Also, a salted hash is not a particularly good storage mechanism, ranking only
above cleartext and naively-hashed storage. Once someone discovers the salt,
then it's fairly easy to attack the password database in the same way that
you'd attack an unsalted hash -- make a list of all possible passwords, hash
them, and see what matches. Machines like the one mentioned in the article can
make trillions of these in a second. The problem with hashes for protecting
passwords is that they can be calculated very quickly; good for ensuring that
every packet on your VPN arrived without errors, bad for ensuring that a bad
guy can't make a list of passwords, hash them, and check the hashes against
your database.

The best password storage mechanism is via the use of a "slow" hash function
like bcrypt or scrypt.
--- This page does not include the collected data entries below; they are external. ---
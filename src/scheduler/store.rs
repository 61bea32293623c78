//! Durable job storage — SQLite rows sufficient to rebuild a live,
//! fireable job after a restart.
//!
//! Rows are plain data only: a kind tag, trigger fields, the delivery
//! target, and the display payload. No callbacks or runtime handles are
//! ever serialized; [`crate::scheduler::JobRuntime::restore`] rebinds
//! firing logic by kind on reload.

use std::path::Path;
use std::sync::Mutex;

use anyhow::{Context, Result};
use chrono::{DateTime, NaiveTime, Utc};
use rusqlite::{params, Connection};

/// Discriminates the two job kinds.
#[derive(Debug, Clone, Copy, PartialEq, Eq)]
pub enum JobKind {
    /// One-shot: fires once at an absolute time, then is discarded.
    Timer,
    /// Recurring: fires daily at a fixed local time until cancelled.
    Alarm,
}

impl JobKind {
    fn as_str(self) -> &'static str {
        match self {
            JobKind::Timer => "timer",
            JobKind::Alarm => "alarm",
        }
    }

    fn from_str(s: &str) -> Result<Self> {
        match s {
            "timer" => Ok(JobKind::Timer),
            "alarm" => Ok(JobKind::Alarm),
            other => anyhow::bail!("unknown job kind tag: {other}"),
        }
    }
}

/// When a job fires.
#[derive(Debug, Clone, PartialEq)]
pub enum Trigger {
    /// Absolute one-shot fire time.
    At(DateTime<Utc>),
    /// Local time-of-day, every day, in the configured timezone.
    Daily(NaiveTime),
}

/// A persisted job record.
#[derive(Debug, Clone, PartialEq)]
pub struct JobRecord {
    /// Namespaced unique name (`"timer:<n>"` / `"alarm:<n>"`).
    pub name: String,
    pub kind: JobKind,
    pub trigger: Trigger,
    /// Delivery target chat.
    pub chat_id: i64,
    /// User-facing name (the part after the namespace prefix).
    pub display_name: String,
    /// Free-text description, may be empty.
    pub description: String,
    /// Original duration in minutes (timers only; used in the fire text).
    pub minutes: Option<f64>,
    /// Suppress the raw platform notification on fire (alarms only).
    pub silent: bool,
}

/// SQLite-backed store for scheduled jobs.
///
/// All access goes through a single `Mutex<Connection>` — SQLite does not
/// tolerate uncoordinated multi-threaded writers, so every mutation is
/// funnelled through this one handle.
pub struct JobStore {
    conn: Mutex<Connection>,
}

impl JobStore {
    /// Open (or create) the job database at `db_path`.
    pub fn open(db_path: &Path) -> Result<Self> {
        if let Some(parent) = db_path.parent() {
            std::fs::create_dir_all(parent)
                .with_context(|| format!("create {}", parent.display()))?;
        }
        let conn = Connection::open(db_path)
            .with_context(|| format!("open job database {}", db_path.display()))?;
        conn.execute_batch("PRAGMA journal_mode=WAL; PRAGMA synchronous=NORMAL;")?;

        conn.execute_batch(
            "CREATE TABLE IF NOT EXISTS jobs (
                name         TEXT PRIMARY KEY,
                kind         TEXT NOT NULL,
                fire_at      TEXT,
                daily_time   TEXT,
                chat_id      INTEGER NOT NULL,
                display_name TEXT NOT NULL,
                description  TEXT NOT NULL DEFAULT '',
                minutes      REAL,
                silent       INTEGER NOT NULL DEFAULT 0
            );",
        )?;

        Ok(Self {
            conn: Mutex::new(conn),
        })
    }

    /// Insert or replace the row for `record.name`. Replace-by-name is a
    /// single atomic statement.
    pub fn persist(&self, record: &JobRecord) -> Result<()> {
        let conn = self.conn.lock().expect("job store poisoned");
        let (fire_at, daily_time) = match &record.trigger {
            Trigger::At(t) => (Some(t.to_rfc3339()), None),
            Trigger::Daily(t) => (None, Some(t.format("%H:%M").to_string())),
        };
        conn.execute(
            "INSERT OR REPLACE INTO jobs
                (name, kind, fire_at, daily_time, chat_id, display_name, description, minutes, silent)
             VALUES (?1, ?2, ?3, ?4, ?5, ?6, ?7, ?8, ?9)",
            params![
                record.name,
                record.kind.as_str(),
                fire_at,
                daily_time,
                record.chat_id,
                record.display_name,
                record.description,
                record.minutes,
                record.silent as i64,
            ],
        )?;
        Ok(())
    }

    /// Update an existing record. Same upsert as [`persist`](Self::persist);
    /// kept distinct for call-site clarity.
    pub fn update(&self, record: &JobRecord) -> Result<()> {
        self.persist(record)
    }

    /// Delete the row for `name`. Returns whether a row was deleted.
    pub fn remove(&self, name: &str) -> Result<bool> {
        let conn = self.conn.lock().expect("job store poisoned");
        let deleted = conn.execute("DELETE FROM jobs WHERE name = ?1", params![name])?;
        Ok(deleted > 0)
    }

    /// Fetch a single record by name.
    pub fn get(&self, name: &str) -> Result<Option<JobRecord>> {
        let conn = self.conn.lock().expect("job store poisoned");
        let mut stmt = conn.prepare(
            "SELECT name, kind, fire_at, daily_time, chat_id, display_name, description, minutes, silent
             FROM jobs WHERE name = ?1",
        )?;
        let mut rows = stmt.query(params![name])?;
        match rows.next()? {
            Some(row) => Ok(Some(row_to_record(row)?)),
            None => Ok(None),
        }
    }

    /// Load every persisted record.
    pub fn load_all(&self) -> Result<Vec<JobRecord>> {
        let conn = self.conn.lock().expect("job store poisoned");
        let mut stmt = conn.prepare(
            "SELECT name, kind, fire_at, daily_time, chat_id, display_name, description, minutes, silent
             FROM jobs ORDER BY name",
        )?;
        let mut rows = stmt.query([])?;
        let mut records = Vec::new();
        while let Some(row) = rows.next()? {
            records.push(row_to_record(row)?);
        }
        Ok(records)
    }
}

fn row_to_record(row: &rusqlite::Row<'_>) -> Result<JobRecord> {
    let name: String = row.get(0)?;
    let kind = JobKind::from_str(&row.get::<_, String>(1)?)?;
    let trigger = match kind {
        JobKind::Timer => {
            let raw: String = row
                .get::<_, Option<String>>(2)?
                .with_context(|| format!("timer row '{name}' has no fire_at"))?;
            let fire_at = DateTime::parse_from_rfc3339(&raw)
                .with_context(|| format!("timer row '{name}' has malformed fire_at"))?
                .with_timezone(&Utc);
            Trigger::At(fire_at)
        }
        JobKind::Alarm => {
            let raw: String = row
                .get::<_, Option<String>>(3)?
                .with_context(|| format!("alarm row '{name}' has no daily_time"))?;
            let time = NaiveTime::parse_from_str(&raw, "%H:%M")
                .with_context(|| format!("alarm row '{name}' has malformed daily_time"))?;
            Trigger::Daily(time)
        }
    };

    Ok(JobRecord {
        name,
        kind,
        trigger,
        chat_id: row.get(4)?,
        display_name: row.get(5)?,
        description: row.get(6)?,
        minutes: row.get(7)?,
        silent: row.get::<_, i64>(8)? != 0,
    })
}

// ── Tests ────────────────────────────────────────────────────

#[cfg(test)]
mod tests {
    use super::*;
    use chrono::Duration;

    fn temp_store() -> (tempfile::TempDir, JobStore) {
        let dir = tempfile::tempdir().unwrap();
        let store = JobStore::open(&dir.path().join("jobs.db")).unwrap();
        (dir, store)
    }

    fn timer_record(name: &str, fire_at: DateTime<Utc>) -> JobRecord {
        JobRecord {
            name: format!("timer:{name}"),
            kind: JobKind::Timer,
            trigger: Trigger::At(fire_at),
            chat_id: 42,
            display_name: name.into(),
            description: "steep the tea".into(),
            minutes: Some(5.0),
            silent: false,
        }
    }

    fn alarm_record(name: &str, time: NaiveTime) -> JobRecord {
        JobRecord {
            name: format!("alarm:{name}"),
            kind: JobKind::Alarm,
            trigger: Trigger::Daily(time),
            chat_id: 42,
            display_name: name.into(),
            description: String::new(),
            minutes: None,
            silent: true,
        }
    }

    #[test]
    fn round_trip_timer_and_alarm() {
        let (_dir, store) = temp_store();
        // RFC3339 keeps sub-second precision, but compare at whole seconds
        // to stay independent of formatting.
        let fire_at = Utc::now() + Duration::seconds(300);
        let fire_at = fire_at - Duration::nanoseconds(fire_at.timestamp_subsec_nanos() as i64);

        let timer = timer_record("tea", fire_at);
        let alarm = alarm_record("wake", NaiveTime::from_hms_opt(7, 30, 0).unwrap());
        store.persist(&timer).unwrap();
        store.persist(&alarm).unwrap();

        let all = store.load_all().unwrap();
        assert_eq!(all.len(), 2);
        assert_eq!(all[0], alarm); // ordered by name
        assert_eq!(all[1], timer);
    }

    #[test]
    fn persist_replaces_by_name() {
        let (_dir, store) = temp_store();
        let first = timer_record("tea", Utc::now());
        let mut second = first.clone();
        second.description = "second steeping".into();

        store.persist(&first).unwrap();
        store.persist(&second).unwrap();

        let all = store.load_all().unwrap();
        assert_eq!(all.len(), 1);
        assert_eq!(all[0].description, "second steeping");
    }

    #[test]
    fn remove_reports_whether_found() {
        let (_dir, store) = temp_store();
        store.persist(&timer_record("tea", Utc::now())).unwrap();

        assert!(store.remove("timer:tea").unwrap());
        assert!(!store.remove("timer:tea").unwrap());
        assert!(!store.remove("timer:never-existed").unwrap());
        assert!(store.load_all().unwrap().is_empty());
    }

    #[test]
    fn get_by_name() {
        let (_dir, store) = temp_store();
        let alarm = alarm_record("wake", NaiveTime::from_hms_opt(6, 0, 0).unwrap());
        store.persist(&alarm).unwrap();

        assert_eq!(store.get("alarm:wake").unwrap(), Some(alarm));
        assert_eq!(store.get("alarm:missing").unwrap(), None);
    }

    #[test]
    fn reopen_preserves_rows() {
        let dir = tempfile::tempdir().unwrap();
        let db_path = dir.path().join("jobs.db");

        let store = JobStore::open(&db_path).unwrap();
        store
            .persist(&alarm_record("wake", NaiveTime::from_hms_opt(7, 0, 0).unwrap()))
            .unwrap();
        drop(store);

        let store = JobStore::open(&db_path).unwrap();
        let all = store.load_all().unwrap();
        assert_eq!(all.len(), 1);
        assert_eq!(all[0].name, "alarm:wake");
        assert!(all[0].silent);
    }
}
You set these up so that it takes a full second of CPU
time to generate the hash from the message. Then instead of trying trillions
of passwords a second, the attacker can only try one!

If you're using Perl, use Authen::Passphrase. It's a module that lets you
easily use bcrypt for new passwords but your old method for older passwords.
With an API like that, there's no excuse for endangering your users by using
salted hashes!

------
16s
With the right hash type (unsalted md4... yes, I'm looking at you Microsoft
Windows Active Directory) and a top notch Nvidia or AMD graphics card, one can
attempt roughly 600 million hashes per second at home in the living room.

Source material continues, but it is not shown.